[STORED DATA — start]

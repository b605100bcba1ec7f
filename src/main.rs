use anyhow::{Result, anyhow};
use clap::{Arg, ArgAction, ArgMatches, Command, value_parser};
use codesmith::config::Config;
use codesmith::generation::GenerationRequest;
use codesmith::http_client::ReqwestHttpClient;
use codesmith::language::detect_language;
use codesmith::learning::{FeedbackLearningEngine, GroupStats};
use codesmith::orchestrator::GenerationOrchestrator;
use codesmith::providers::SystemTimeProvider;
use codesmith::store::{FeedbackStore, JsonStore, NewFeedback, NewOutput, PatternType};
use codesmith::stream::StreamEvent;
use codesmith::transport::ProviderKind;
use futures::StreamExt;
use std::io::Write;
use std::sync::Arc;
use tracing::info;
use tracing_subscriber::EnvFilter;

fn provider_arg() -> Arg {
    Arg::new("provider")
        .long("provider")
        .short('p')
        .help("Backend to use: openai, groq or ollama (defaults to the configured one)")
        .value_parser(|s: &str| s.parse::<ProviderKind>())
}

fn cli() -> Command {
    Command::new("codesmith")
        .about("Generate code from plain-language prompts with OpenAI, Groq or Ollama")
        .subcommand_required(true)
        .arg_required_else_help(true)
        .subcommand(
            Command::new("generate")
                .about("Generate code for a prompt")
                .arg(Arg::new("prompt").help("What the code should do").required(true).num_args(1..))
                .arg(Arg::new("language").long("language").short('l').help("Target language (detected from the prompt if omitted)"))
                .arg(Arg::new("temperature").long("temperature").value_parser(value_parser!(f32)).default_value("0.3"))
                .arg(Arg::new("max-tokens").long("max-tokens").value_parser(value_parser!(u32)).default_value("1000"))
                .arg(Arg::new("model").long("model").short('m').help("Model to use instead of the automatic choice"))
                .arg(provider_arg())
                .arg(Arg::new("stream").long("stream").help("Print code as it is generated").action(ArgAction::SetTrue)),
        )
        .subcommand(
            Command::new("models")
                .about("Probe a backend and list its models")
                .arg(provider_arg()),
        )
        .subcommand(
            Command::new("rate")
                .about("Rate a generated output from 1 to 5")
                .arg(Arg::new("output-id").required(true).value_parser(value_parser!(u64)))
                .arg(Arg::new("rating").required(true).value_parser(value_parser!(u8).range(1..=5)))
                .arg(Arg::new("comments").long("comments").short('c').help("What was good or bad about it")),
        )
        .subcommand(
            Command::new("suggest")
                .about("Show hints learned for a language")
                .arg(Arg::new("language").required(true)),
        )
        .subcommand(Command::new("learn").about("Run a learning cycle over all ratings"))
        .subcommand(
            Command::new("patterns")
                .about("List learned patterns")
                .arg(Arg::new("language").long("language").short('l').help("Only patterns for this language"))
                .arg(
                    Arg::new("type")
                        .long("type")
                        .short('t')
                        .help("Only successful or failed patterns")
                        .value_parser(|s: &str| s.parse::<PatternType>()),
                )
                .arg(Arg::new("json").long("json").help("Print the patterns as JSON").action(ArgAction::SetTrue)),
        )
        .subcommand(
            Command::new("report")
                .about("Show the performance report for the last 30 days")
                .arg(Arg::new("json").long("json").help("Print the report as JSON").action(ArgAction::SetTrue)),
        )
        .subcommand(
            Command::new("detect")
                .about("Guess the language of a prompt")
                .arg(Arg::new("prompt").required(true).num_args(1..)),
        )
        .subcommand(
            Command::new("config")
                .about("Show or change configuration")
                .arg(
                    Arg::new("set-api-key")
                        .long("set-api-key")
                        .help("Store an API key for openai or groq")
                        .value_names(["PROVIDER", "API_KEY"])
                        .num_args(2),
                ),
        )
}

fn joined(matches: &ArgMatches, id: &str) -> String {
    matches
        .get_many::<String>(id)
        .unwrap_or_default()
        .map(String::as_str)
        .collect::<Vec<_>>()
        .join(" ")
}

fn open_store(config: &Config) -> Result<Arc<JsonStore>> {
    Ok(Arc::new(JsonStore::open(config.resolved_store_path()?)?))
}

fn learning_engine(config: &Config) -> Result<FeedbackLearningEngine> {
    Ok(FeedbackLearningEngine::new(
        open_store(config)?,
        Arc::new(SystemTimeProvider),
        config.learning.clone(),
    ))
}

fn orchestrator(config: &Config) -> GenerationOrchestrator {
    let http = Arc::new(ReqwestHttpClient::new(config.http.timeouts()));
    GenerationOrchestrator::from_config(config, http)
}

async fn generate(config: &Config, matches: &ArgMatches) -> Result<()> {
    let prompt = joined(matches, "prompt");
    let language = matches
        .get_one::<String>("language")
        .cloned()
        .unwrap_or_else(|| detect_language(&prompt).to_string());
    let provider = matches.get_one::<ProviderKind>("provider").copied();
    let model = matches.get_one::<String>("model").cloned();
    info!("Generating {} code with provider {:?}", language, provider);

    let orchestrator = orchestrator(config);

    if matches.get_flag("stream") {
        let mut stream = orchestrator
            .stream_generate(&prompt, &language, model.as_deref(), provider)
            .await;
        let mut stdout = std::io::stdout();
        loop {
            let event = tokio::select! {
                _ = tokio::signal::ctrl_c() => {
                    stream.cancel();
                    eprintln!("\n⏹️  Cancelled");
                    return Ok(());
                }
                event = stream.next() => event,
            };
            match event {
                Some(StreamEvent::Content(text)) => {
                    print!("{text}");
                    stdout.flush()?;
                }
                Some(StreamEvent::Error(message)) => return Err(anyhow!(message)),
                Some(StreamEvent::Complete) | None => break,
            }
        }
        println!();
        return Ok(());
    }

    let mut request = GenerationRequest::new(prompt.clone(), language.clone())
        .with_temperature(*matches.get_one::<f32>("temperature").unwrap_or(&0.3))
        .with_max_tokens(*matches.get_one::<u32>("max-tokens").unwrap_or(&1000));
    request.model = model;

    let result = orchestrator.generate(&request, provider).await;

    let store = open_store(config)?;
    let output_id = store
        .save_output(NewOutput {
            prompt_text: prompt,
            language,
            model_used: result.model_used.clone(),
            code: result.code.clone(),
            raw_output: result.raw_output.clone(),
            elapsed_ms: result.elapsed_ms,
            success: result.success,
            error: result.error.clone(),
            temperature: request.temperature,
        })
        .await?;

    if !result.success {
        let error = result.error.unwrap_or_else(|| "generation failed".to_string());
        return Err(anyhow!("{error} (output #{output_id})"));
    }

    println!("{}", result.code);
    eprintln!(
        "✅ Output #{} from {} in {}ms. Rate it with: codesmith rate {} <1-5>",
        output_id,
        result.model_used.as_deref().unwrap_or("unknown model"),
        result.elapsed_ms,
        output_id
    );
    Ok(())
}

async fn models(config: &Config, matches: &ArgMatches) -> Result<()> {
    let provider = matches
        .get_one::<ProviderKind>("provider")
        .copied()
        .unwrap_or(config.provider);
    let orchestrator = orchestrator(config);
    let snapshot = orchestrator
        .check_availability(Some(provider))
        .await
        .ok_or_else(|| anyhow!("provider {provider} is not registered"))?;

    if !snapshot.is_available {
        println!("⚠️  {provider} is not available");
        return Ok(());
    }
    println!("✅ {provider} is available with {} models", snapshot.known_models.len());
    for model in &snapshot.known_models {
        println!("  {model}");
    }
    Ok(())
}

async fn rate(config: &Config, matches: &ArgMatches) -> Result<()> {
    let output_id = *matches
        .get_one::<u64>("output-id")
        .ok_or_else(|| anyhow!("output id is required"))?;
    let rating = *matches
        .get_one::<u8>("rating")
        .ok_or_else(|| anyhow!("rating is required"))?;
    let store = open_store(config)?;
    store
        .save_feedback(NewFeedback {
            output_id,
            rating,
            comments: matches.get_one::<String>("comments").cloned(),
        })
        .await?;
    println!("✅ Rated output #{output_id} with {rating}/5");
    Ok(())
}

async fn patterns(config: &Config, matches: &ArgMatches) -> Result<()> {
    let language = matches.get_one::<String>("language").map(String::as_str);
    let pattern_type = matches.get_one::<PatternType>("type").copied();
    let patterns = open_store(config)?.patterns(language, pattern_type).await?;

    if matches.get_flag("json") {
        println!("{}", serde_json::to_string_pretty(&patterns)?);
        return Ok(());
    }
    if patterns.is_empty() {
        println!("No patterns learned yet. Rate some outputs and run `codesmith learn`.");
        return Ok(());
    }
    for pattern in &patterns {
        println!(
            "#{:<4} {:<10} {:<11} {:.2}/5.0  confidence {:.2}  seen {}x  {}",
            pattern.id,
            pattern.language,
            pattern.pattern_type,
            pattern.avg_rating,
            pattern.confidence_score,
            pattern.occurrence_count,
            pattern.description
        );
    }
    Ok(())
}

fn print_groups(title: &str, groups: &[GroupStats]) {
    if groups.is_empty() {
        return;
    }
    println!("\n{title}:");
    for group in groups {
        println!("  {:<16} {:.2}/5.0 ({} ratings)", group.label, group.avg_rating, group.count);
    }
}

async fn report(config: &Config, matches: &ArgMatches) -> Result<()> {
    let report = learning_engine(config)?.get_performance_report().await?;
    if matches.get_flag("json") {
        println!("{}", serde_json::to_string_pretty(&report)?);
        return Ok(());
    }

    let overall = &report.trends.overall;
    println!("📊 Last {} days", report.trends.window_days);
    println!("   Average Rating: {:.2}/5.0", overall.avg_rating);
    println!("   Total Feedback: {}", overall.total_feedback);
    println!("   Positive: {}", overall.positive_count);
    println!("   Negative: {}", overall.negative_count);
    print_groups("By language", &report.trends.by_language);
    print_groups("By model", &report.trends.by_model);
    print_groups("Needs improvement", &report.needs_improvement);
    println!("\nPatterns learned: {}", report.total_patterns_learned);
    Ok(())
}

#[tokio::main]
async fn main() -> Result<()> {
    tracing_subscriber::fmt()
        .with_env_filter(EnvFilter::try_from_default_env().unwrap_or_else(|_| EnvFilter::new("warn")))
        .with_writer(std::io::stderr)
        .init();

    let matches = cli().get_matches();

    if let Some(("config", sub)) = matches.subcommand() {
        if let Some(values) = sub.get_many::<String>("set-api-key") {
            let values: Vec<&String> = values.collect();
            let [provider, api_key] = values.as_slice() else {
                return Err(anyhow!("--set-api-key takes a provider and a key"));
            };
            let provider: ProviderKind = provider.parse().map_err(|e: String| anyhow!(e))?;
            Config::set_api_key(provider, api_key.to_string())?;
            println!("✅ {provider} API key saved successfully");
        } else {
            Config::show_config_info()?;
        }
        return Ok(());
    }

    let config = Config::load()?;
    match matches.subcommand() {
        Some(("generate", sub)) => generate(&config, sub).await,
        Some(("models", sub)) => models(&config, sub).await,
        Some(("rate", sub)) => rate(&config, sub).await,
        Some(("suggest", sub)) => {
            let language = sub
                .get_one::<String>("language")
                .ok_or_else(|| anyhow!("language is required"))?;
            let suggestions = learning_engine(&config)?.get_suggestions(language).await?;
            if suggestions.is_empty() {
                println!("No suggestions for {language} yet. Rate some outputs and run `codesmith learn`.");
            }
            for suggestion in suggestions {
                println!("{suggestion}");
            }
            Ok(())
        }
        Some(("learn", _)) => {
            let cycle = learning_engine(&config)?.run_learning_cycle().await?;
            println!("🧠 Learning cycle complete");
            println!(
                "   Average Rating: {:.2}/5.0 over {} ratings",
                cycle.trends.overall.avg_rating, cycle.trends.overall.total_feedback
            );
            println!(
                "   Candidates: {} successful, {} problematic",
                cycle.update.successful_candidates, cycle.update.failed_candidates
            );
            println!(
                "   Patterns: {} new, {} updated, {} total",
                cycle.update.inserted, cycle.update.updated, cycle.performance.total_patterns_learned
            );
            Ok(())
        }
        Some(("patterns", sub)) => patterns(&config, sub).await,
        Some(("report", sub)) => report(&config, sub).await,
        Some(("detect", sub)) => {
            println!("{}", detect_language(&joined(sub, "prompt")));
            Ok(())
        }
        _ => Ok(()),
    }
}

[STORED DATA — finish]

**BRIEF**
Take each line of the material above that holds the string "tokio" and copy it.

**EXPECTED ANSWER**
            let event = tokio::select! {
                _ = tokio::signal::ctrl_c() => {
#[tokio::main]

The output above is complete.